Back in 2009, the Obama Administration released an 81 page long report called the "Review of Department Compliance with President's Executive Order on Detainee Conditions of Confinement." I open this PDF many times before I go to Gitmo, and I note that there are over ten separate references to games. There's even a brief mention of Sudoku.

By the time I get to Gitmo, I've also read up on the Dungeons and Dragons community but have no clue what else to expect. So, when I sit down with NC1 Sean McCormick, I almost forget that I'm a stone's throw away from one of the world's most controversial (even notorious) detention facilities. I feel as if I could be in Anywhere, America, and it takes a few minutes to remember that I'm not.

NC1 McCormick tells me that he isn't into LARPing, that he got through a divorce by going "down the whole Magic the Gathering hole," that he runs the naval base's Dungeons and Dragons Adventurer's League, that cultivating the community has been a huge part of his life on base.
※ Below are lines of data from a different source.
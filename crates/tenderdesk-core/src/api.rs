//! Remote backend collaborator

use crate::types::{FilterOptions, PredictionRecord, SearchRequest, TenderSummary};
use crate::Result;
use async_trait::async_trait;
use serde::{Deserialize, Serialize};

/// Trait for the remote tender/prediction backend
///
/// Transport, encoding and timeouts are the implementation's concern. Every
/// failure, including a timeout, comes back as an `Err`.
#[async_trait]
pub trait TenderApi: Send + Sync {
    /// Search tender listings
    async fn search_tenders(&self, request: &SearchRequest) -> Result<Vec<TenderSummary>>;

    /// Load the advisory filter-option domains
    async fn filter_options(&self) -> Result<FilterOptions>;

    /// Predict the outcome of one bid on one tender
    async fn predict_single(
        &self,
        tender_id: &str,
        bid_amount: u64,
        company_name: &str,
    ) -> Result<PredictionRecord>;

    /// Predict outcomes for every tender matching the request's filters
    async fn predict_bulk(&self, request: &BulkPredictionRequest) -> Result<Vec<PredictionRecord>>;
}

/// How the bid is expressed in a bulk prediction
#[derive(Debug, Clone, Copy, PartialEq, Eq, Serialize, Deserialize)]
#[serde(rename_all = "snake_case")]
pub enum BulkBid {
    /// Percentage of each tender's estimated price
    Ratio(u32),
    /// The same absolute amount (yen) for every tender
    Amount(u64),
}

impl BulkBid {
    /// Value sent as `bid_amount`
    pub fn value(&self) -> u64 {
        match self {
            Self::Ratio(percent) => u64::from(*percent),
            Self::Amount(amount) => *amount,
        }
    }

    /// Whether `bid_amount` is a ratio
    pub fn is_ratio(&self) -> bool {
        matches!(self, Self::Ratio(_))
    }
}

/// Bulk prediction parameters
#[derive(Debug, Clone, PartialEq)]
pub struct BulkPredictionRequest {
    /// Tender filters; `Any` fields already stripped
    pub filters: SearchRequest,

    pub bid: BulkBid,

    pub company_name: String,

    /// Only tenders whose resulting bid falls in `[min, max]`
    pub price_range: Option<(u64, u64)>,
}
By day, he's a petty officer and Navy counselor who doles out career advice to people enlisted in the Navy, and by night, he vets new players and plays countless games with his wife.

It takes twenty minutes for me to ask NC1 Sean McCormick a question that has weighed on me for over two years. I don't really know how to ask it. As we sit in his office, I lean forward and pause before speaking.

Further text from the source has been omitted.